## Exercise material
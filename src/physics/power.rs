//! Power constants - Kp by material and Brinell hardness
//!
//! Loaded once and handed to whatever needs a power estimate.

use crate::error::{LoadError, LookupError};
use serde::{Deserialize, Serialize};
use std::collections::{BTreeMap, HashMap};
use std::path::Path;
use tracing::info;

#[derive(Debug, Clone, Copy, PartialEq, Serialize, Deserialize)]
pub struct PowerConstant {
    #[serde(rename = "Kp")]
    pub kp: f64,
}

#[derive(Debug, Clone, Default, PartialEq, Serialize, Deserialize)]
pub struct HardnessBrackets {
    /// Upper bound of each bracket (HB) to its constant
    #[serde(rename = "Brinell Hardness")]
    pub brinell: BTreeMap<u32, PowerConstant>,
}

/// Read-only Kp lookup
#[derive(Debug, Clone, Default, PartialEq, Serialize, Deserialize)]
pub struct PowerConstants {
    #[serde(rename = "Material")]
    materials: HashMap<String, HardnessBrackets>,
}

impl PowerConstants {
    pub fn from_yaml(source: &str) -> Result<Self, LoadError> {
        Ok(serde_yaml::from_str(source)?)
    }

    pub fn from_path(path: impl AsRef<Path>) -> Result<Self, LoadError> {
        let path = path.as_ref();
        let content = std::fs::read_to_string(path).map_err(|source| LoadError::Io {
            path: path.display().to_string(),
            source,
        })?;
        let constants = Self::from_yaml(&content)?;
        info!(path = %path.display(), materials = constants.materials.len(), "loaded power constants");
        Ok(constants)
    }

    pub fn insert(&mut self, material: &str, max_hardness: u32, kp: f64) {
        self.materials
            .entry(material.to_string())
            .or_default()
            .brinell
            .insert(max_hardness, PowerConstant { kp });
    }

    /// Kp for `material` at `hardness` HB.
    ///
    /// A bracket key covers hardnesses above the previous key up to and including itself.
    pub fn kp(&self, material: &str, hardness: f64) -> Result<f64, LookupError> {
        let brackets = self
            .materials
            .get(material)
            .ok_or_else(|| LookupError::UnknownMaterial(material.to_string()))?;

        brackets
            .brinell
            .iter()
            .find(|(max, _)| hardness <= **max as f64)
            .map(|(_, constant)| constant.kp)
            .ok_or_else(|| LookupError::NoHardnessBracket {
                material: material.to_string(),
                hardness,
            })
    }
}

/// Removal rate and power for the current cut
#[derive(Debug, Clone, Copy, PartialEq)]
pub struct PowerEstimate {
    pub kp: f64,
    pub removal_rate: f64, // in^3/min
    pub motor_power: f64,  // hp
}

## Task
All of the lines above must be returned exactly as they stand.

## Finished task
filename src/physics/power.rs
//! Power constants - Kp by material and Brinell hardness
//!
//! Loaded once and handed to whatever needs a power estimate.

use crate::error::{LoadError, LookupError};
use serde::{Deserialize, Serialize};
use std::collections::{BTreeMap, HashMap};
use std::path::Path;
use tracing::info;

#[derive(Debug, Clone, Copy, PartialEq, Serialize, Deserialize)]
pub struct PowerConstant {
    #[serde(rename = "Kp")]
    pub kp: f64,
}

#[derive(Debug, Clone, Default, PartialEq, Serialize, Deserialize)]
pub struct HardnessBrackets {
    /// Upper bound of each bracket (HB) to its constant
    #[serde(rename = "Brinell Hardness")]
    pub brinell: BTreeMap<u32, PowerConstant>,
}

/// Read-only Kp lookup
#[derive(Debug, Clone, Default, PartialEq, Serialize, Deserialize)]
pub struct PowerConstants {
    #[serde(rename = "Material")]
    materials: HashMap<String, HardnessBrackets>,
}

impl PowerConstants {
    pub fn from_yaml(source: &str) -> Result<Self, LoadError> {
        Ok(serde_yaml::from_str(source)?)
    }

    pub fn from_path(path: impl AsRef<Path>) -> Result<Self, LoadError> {
        let path = path.as_ref();
        let content = std::fs::read_to_string(path).map_err(|source| LoadError::Io {
            path: path.display().to_string(),
            source,
        })?;
        let constants = Self::from_yaml(&content)?;
        info!(path = %path.display(), materials = constants.materials.len(), "loaded power constants");
        Ok(constants)
    }

    pub fn insert(&mut self, material: &str, max_hardness: u32, kp: f64) {
        self.materials
            .entry(material.to_string())
            .or_default()
            .brinell
            .insert(max_hardness, PowerConstant { kp });
    }

    /// Kp for `material` at `hardness` HB.
    ///
    /// A bracket key covers hardnesses above the previous key up to and including itself.
    pub fn kp(&self, material: &str, hardness: f64) -> Result<f64, LookupError> {
        let brackets = self
            .materials
            .get(material)
            .ok_or_else(|| LookupError::UnknownMaterial(material.to_string()))?;

        brackets
            .brinell
            .iter()
            .find(|(max, _)| hardness <= **max as f64)
            .map(|(_, constant)| constant.kp)
            .ok_or_else(|| LookupError::NoHardnessBracket {
                material: material.to_string(),
                hardness,
            })
    }
}

/// Removal rate and power for the current cut
#[derive(Debug, Clone, Copy, PartialEq)]
pub struct PowerEstimate {
    pub kp: f64,
    pub removal_rate: f64, // in^3/min
    pub motor_power: f64,  // hp
}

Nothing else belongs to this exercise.